The basic idea is to augment vote counting rules in the following manner: uncast votes are not ignored but rather, randomly allocated to the alternatives. This behavioral intervention has a number of benefits (not distortive under plurality voting, does not require private information to be revealed etc.) and affects rational utility maximizers as long as they are risk-averse but the main effect in curbing abstention is expected to come from leveraging various psychological phenomena (endowment effect, out-group hate etc.).
We aim to investigate the gravity of self-serving beliefs on the dictator side by manipulating the level of ambiguity they have as far as the responsibility of the recipient for their poor relative financial standing. For instance, (i) would the dictator want to resolve said ambiguity; (ii) does the presence of the choice itself affect the transfer amount?

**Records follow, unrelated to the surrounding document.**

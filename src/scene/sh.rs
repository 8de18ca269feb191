//! Shallow-hierarchy entities.
//!
//! The node graph is mirrored into a flat set of transforms and geometry
//! groups that map 1:1 onto engine acceleration primitives. One `ShTransform`
//! exists per instantiation path; its cached world matrix is the composition
//! of the whole child-is-transform chain below it, so only top-level
//! transforms ever enter the top acceleration group. These entities are
//! created and destroyed exclusively by node-graph edits.

use std::collections::HashMap;

use crate::arena::Handle;
use crate::backend::{AccelHandle, BufferHandle, GeometryHandle, InstanceHandle};
use crate::error::SlotIndex;
use crate::geometry::StaticTransform;

pub struct ShTransform {
    pub(crate) name: String,
    /// The owning node's local transform.
    pub(crate) local: StaticTransform,
    /// Fixed at creation: the wrapped child-path transform, if any.
    pub(crate) child_transform: Option<ShTransformHandle>,
    /// Only meaningful while `child_transform` is `None`.
    pub(crate) child_geometry: Option<ShGeometryGroupHandle>,
    pub(crate) instance: InstanceHandle,
    /// Cached composition of the full chain, pushed to the engine on edit.
    pub(crate) world: StaticTransform,
    /// "-"-joined chain of owning-node names, for diagnostics.
    pub(crate) path_name: String,
}

pub type ShTransformHandle = Handle<ShTransform>;

/// Aggregates the geometry instances of one node's direct surface children.
pub struct ShGeometryGroup {
    pub(crate) accel: AccelHandle,
    pub(crate) instances: Vec<ShGeometryInstanceHandle>,
}

pub type ShGeometryGroupHandle = Handle<ShGeometryGroup>;

/// One engine geometry per (surface node, material group).
pub struct ShGeometryInstance {
    pub(crate) geometry: GeometryHandle,
    pub(crate) index_buffer: BufferHandle,
    pub(crate) material_slot: SlotIndex,
    pub(crate) num_triangles: u32,
}

pub type ShGeometryInstanceHandle = Handle<ShGeometryInstance>;

impl ShGeometryInstance {
    pub fn geometry(&self) -> GeometryHandle {
        self.geometry
    }

    pub fn material_slot(&self) -> SlotIndex {
        self.material_slot
    }

    pub fn num_triangles(&self) -> u32 {
        self.num_triangles
    }
}

/// The root aggregate handed to the engine. Tracks for every registered
/// transform whether it currently has a geometry descendant; only those that
/// do are children of the engine accel group.
pub struct ShGroup {
    pub(crate) accel: AccelHandle,
    pub(crate) transforms: HashMap<ShTransformHandle, bool>,
    pub(crate) num_valid: u32,
}
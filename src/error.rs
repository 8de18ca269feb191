use thiserror::Error;

use crate::shader_nodes::SocketValueType;

/// Index into one of the fixed-capacity descriptor tables.
pub type SlotIndex = u32;

#[derive(Error, Debug, Clone, PartialEq, Eq)]
pub enum Error {
    #[error("{table} table is full (capacity {capacity})")]
    CapacityExhausted { table: &'static str, capacity: u32 },

    #[error("slot {index} released twice")]
    DoubleRelease { index: SlotIndex },

    #[error("slot {index} out of range (capacity {capacity})")]
    OutOfRange { index: SlotIndex, capacity: u32 },

    #[error("socket expects {expected:?}, got {actual:?}")]
    TypeMismatch {
        expected: SocketValueType,
        actual: SocketValueType,
    },

    #[error("{kind} node has no socket named {socket}")]
    NoSuchSocket {
        kind: &'static str,
        socket: &'static str,
    },

    #[error("handle refers to a destroyed object")]
    StaleHandle,

    #[error("object is still referenced by {referrers} other object(s)")]
    DanglingReference { referrers: usize },

    #[error("descriptor needs {words} words, record holds {capacity}")]
    DescriptorOverflow { words: usize, capacity: usize },

    #[error("node is not a child of this parent")]
    NotAChild,

    #[error("node is already a child of this parent")]
    AlreadyAChild,

    #[error("operation not supported on a {actual} node")]
    WrongNodeKind { actual: &'static str },

    #[error("sub-material index {index} exceeds {max}")]
    SubMaterialIndex { index: u32, max: u32 },

    #[error("sub-material assignment would embed the material in itself")]
    MaterialCycle,

    #[error("surface node has no vertex buffer")]
    NoVertexBuffer,

    #[error("no output buffer is bound")]
    NoOutputBuffer,
}

pub type Result<T> = std::result::Result<T, Error>;
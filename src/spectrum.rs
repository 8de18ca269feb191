use bytemuck::{Pod, Zeroable};

/// RGB radiance/reflectance triplet, the spectrum representation every
/// descriptor record embeds.
#[repr(C)]
#[derive(Clone, Copy, Default, Debug, PartialEq, Pod, Zeroable)]
pub struct RgbSpectrum {
    pub r: f32,
    pub g: f32,
    pub b: f32,
}

impl RgbSpectrum {
    pub fn new(r: f32, g: f32, b: f32) -> Self {
        RgbSpectrum { r, g, b }
    }

    pub fn zero() -> Self {
        RgbSpectrum::default()
    }

    pub fn gray(v: f32) -> Self {
        RgbSpectrum { r: v, g: v, b: v }
    }

    /// Descriptor records store spectra as raw u32 words.
    pub fn to_words(&self) -> [u32; 3] {
        [self.r.to_bits(), self.g.to_bits(), self.b.to_bits()]
    }
}
//! Surface materials and their GPU descriptor serialization.
//!
//! A material is a closed variant over the supported BSDF/EDF combinations.
//! Each one owns a 32-word descriptor slot. The first four words are the
//! procedure head (BSDF setup id, BSDF procedure-set index, EDF setup id,
//! EDF procedure-set index); aspects a variant lacks point at the shared
//! null procedure entries, which occupy index 0 of their tables by
//! construction. Multi-materials inline their sub-materials' full records
//! into their own descriptor.

use std::collections::{HashMap, HashSet};

use tracing::debug;

use crate::arena::{Arena, Handle};
use crate::backend::{BufferHandle, DescriptorTable, ExecutionEngine, ProcedureId};
use crate::descriptors::{
    BsdfProcedureSet, DescriptorStore, EdfProcedureSet, SurfaceMaterialDescriptor,
    INVALID_NODE_INDEX,
};
use crate::error::{Error, Result, SlotIndex};
use crate::shader_nodes::{ShaderNodeGraph, ShaderNodeHandle};
use crate::slot::SlotTable;
use crate::spectrum::RgbSpectrum;

pub const MAX_SUB_MATERIALS: usize = 4;

/// Spectrum-valued material parameter: a shader-node link or an immediate.
#[derive(Clone, Copy, Debug, PartialEq)]
pub enum SpectrumInput {
    Node(ShaderNodeHandle),
    Immediate(RgbSpectrum),
}

/// Float-valued material parameter.
#[derive(Clone, Copy, Debug, PartialEq)]
pub enum FloatInput {
    Node(ShaderNodeHandle),
    Immediate(f32),
}

#[derive(Clone, Copy, Debug, PartialEq, Eq, Hash)]
pub enum MaterialKind {
    Matte,
    SpecularReflection,
    SpecularScattering,
    MicrofacetReflection,
    MicrofacetScattering,
    LambertianScattering,
    Ue4,
    DiffuseEmitter,
    Multi,
    EnvironmentEmitter,
}

impl MaterialKind {
    pub fn name(self) -> &'static str {
        match self {
            MaterialKind::Matte => "Matte",
            MaterialKind::SpecularReflection => "SpecularReflection",
            MaterialKind::SpecularScattering => "SpecularScattering",
            MaterialKind::MicrofacetReflection => "MicrofacetReflection",
            MaterialKind::MicrofacetScattering => "MicrofacetScattering",
            MaterialKind::LambertianScattering => "LambertianScattering",
            MaterialKind::Ue4 => "Ue4",
            MaterialKind::DiffuseEmitter => "DiffuseEmitter",
            MaterialKind::Multi => "Multi",
            MaterialKind::EnvironmentEmitter => "EnvironmentEmitter",
        }
    }

    fn prefix(self) -> &'static str {
        match self {
            MaterialKind::Matte => "matte",
            MaterialKind::SpecularReflection => "specular_reflection",
            MaterialKind::SpecularScattering => "specular_scattering",
            MaterialKind::MicrofacetReflection => "microfacet_reflection",
            MaterialKind::MicrofacetScattering => "microfacet_scattering",
            MaterialKind::LambertianScattering => "lambertian_scattering",
            MaterialKind::Ue4 => "ue4",
            MaterialKind::DiffuseEmitter => "diffuse_emitter",
            MaterialKind::Multi => "multi",
            MaterialKind::EnvironmentEmitter => "environment_emitter",
        }
    }

    fn has_bsdf(self) -> bool {
        !matches!(
            self,
            MaterialKind::DiffuseEmitter | MaterialKind::EnvironmentEmitter
        )
    }

    fn has_edf(self) -> bool {
        matches!(
            self,
            MaterialKind::DiffuseEmitter | MaterialKind::EnvironmentEmitter | MaterialKind::Multi
        )
    }
}

pub enum SurfaceMaterialData {
    Matte {
        albedo: SpectrumInput,
    },
    SpecularReflection {
        coeff: SpectrumInput,
        eta: SpectrumInput,
        k: SpectrumInput,
    },
    SpecularScattering {
        coeff: SpectrumInput,
        eta_ext: FloatInput,
        eta_int: FloatInput,
    },
    MicrofacetReflection {
        eta: SpectrumInput,
        k: SpectrumInput,
        roughness: FloatInput,
        anisotropy: FloatInput,
        rotation: FloatInput,
    },
    MicrofacetScattering {
        coeff: SpectrumInput,
        eta_ext: FloatInput,
        eta_int: FloatInput,
        roughness: FloatInput,
        anisotropy: FloatInput,
        rotation: FloatInput,
    },
    LambertianScattering {
        coeff: SpectrumInput,
        f0: FloatInput,
    },
    Ue4 {
        base_color: SpectrumInput,
        occlusion: FloatInput,
        roughness: FloatInput,
        metallic: FloatInput,
    },
    DiffuseEmitter {
        emittance: SpectrumInput,
        scale: f32,
    },
    Multi {
        subs: [Option<SurfaceMaterialHandle>; MAX_SUB_MATERIALS],
    },
    EnvironmentEmitter {
        emittance: SpectrumInput,
        scale: f32,
    },
}

impl SurfaceMaterialData {
    pub fn kind(&self) -> MaterialKind {
        match self {
            SurfaceMaterialData::Matte { .. } => MaterialKind::Matte,
            SurfaceMaterialData::SpecularReflection { .. } => MaterialKind::SpecularReflection,
            SurfaceMaterialData::SpecularScattering { .. } => MaterialKind::SpecularScattering,
            SurfaceMaterialData::MicrofacetReflection { .. } => MaterialKind::MicrofacetReflection,
            SurfaceMaterialData::MicrofacetScattering { .. } => MaterialKind::MicrofacetScattering,
            SurfaceMaterialData::LambertianScattering { .. } => MaterialKind::LambertianScattering,
            SurfaceMaterialData::Ue4 { .. } => MaterialKind::Ue4,
            SurfaceMaterialData::DiffuseEmitter { .. } => MaterialKind::DiffuseEmitter,
            SurfaceMaterialData::Multi { .. } => MaterialKind::Multi,
            SurfaceMaterialData::EnvironmentEmitter { .. } => MaterialKind::EnvironmentEmitter,
        }
    }

    fn shader_node_links(&self) -> Vec<ShaderNodeHandle> {
        let mut links = Vec::new();
        let mut spectrum = |input: &SpectrumInput| {
            if let SpectrumInput::Node(h) = input {
                links.push(*h);
            }
        };
        let mut float_links = Vec::new();
        let mut float = |input: &FloatInput| {
            if let FloatInput::Node(h) = input {
                float_links.push(*h);
            }
        };
        match self {
            SurfaceMaterialData::Matte { albedo } => spectrum(albedo),
            SurfaceMaterialData::SpecularReflection { coeff, eta, k } => {
                spectrum(coeff);
                spectrum(eta);
                spectrum(k);
            }
            SurfaceMaterialData::SpecularScattering {
                coeff,
                eta_ext,
                eta_int,
            } => {
                spectrum(coeff);
                float(eta_ext);
                float(eta_int);
            }
            SurfaceMaterialData::MicrofacetReflection {
                eta,
                k,
                roughness,
                anisotropy,
                rotation,
            } => {
                spectrum(eta);
                spectrum(k);
                float(roughness);
                float(anisotropy);
                float(rotation);
            }
            SurfaceMaterialData::MicrofacetScattering {
                coeff,
                eta_ext,
                eta_int,
                roughness,
                anisotropy,
                rotation,
            } => {
                spectrum(coeff);
                float(eta_ext);
                float(eta_int);
                float(roughness);
                float(anisotropy);
                float(rotation);
            }
            SurfaceMaterialData::LambertianScattering { coeff, f0 } => {
                spectrum(coeff);
                float(f0);
            }
            SurfaceMaterialData::Ue4 {
                base_color,
                occlusion,
                roughness,
                metallic,
            } => {
                spectrum(base_color);
                float(occlusion);
                float(roughness);
                float(metallic);
            }
            SurfaceMaterialData::DiffuseEmitter { emittance, .. }
            | SurfaceMaterialData::EnvironmentEmitter { emittance, .. } => spectrum(emittance),
            SurfaceMaterialData::Multi { .. } => {}
        }
        links.extend(float_links);
        links
    }
}

pub struct SurfaceMaterial {
    data: SurfaceMaterialData,
    slot: SlotIndex,
}

impl SurfaceMaterial {
    pub fn data(&self) -> &SurfaceMaterialData {
        &self.data
    }

    pub fn slot(&self) -> SlotIndex {
        self.slot
    }
}

pub type SurfaceMaterialHandle = Handle<SurfaceMaterial>;

/// All surface-material state of one context: the arena, the material
/// descriptor table pair, the BSDF/EDF procedure-set tables, and the
/// per-variant registration caches.
pub struct MaterialGraph {
    materials: Arena<SurfaceMaterial>,
    slots: SlotTable,
    store: DescriptorStore<SurfaceMaterialDescriptor>,
    bsdf_slots: SlotTable,
    bsdf_store: DescriptorStore<BsdfProcedureSet>,
    edf_slots: SlotTable,
    edf_store: DescriptorStore<EdfProcedureSet>,
    // (setup procedure id, procedure-set index) per registered variant
    bsdf_cache: HashMap<MaterialKind, (ProcedureId, u32)>,
    edf_cache: HashMap<MaterialKind, (ProcedureId, u32)>,
    null_bsdf: (ProcedureId, u32),
    null_edf: (ProcedureId, u32),
}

We suspect that there is a peculiar self-serving nuance to violation of one’s freedom of choice as the number one argument against paternalism. In order to test this proposition, we design scenarios where a third party actually expands a preliminary choice set of the dictator by introducing either a pro-social or pro-self allocation option such that the resulting sets are identical. We expect the dictators to exhibit self-serving anti-paternalistic preferences in that they will punish the third party for increasing their opportunity to behave pro-socially and the other way round.
Various theories suggest that having to wait for other participants to answer control questions in a typical laboratory experiment can have detrimental effects on the observed prosocial behavior in the actual study. We test this proposition in the context of conditional cooperation in a public goods game.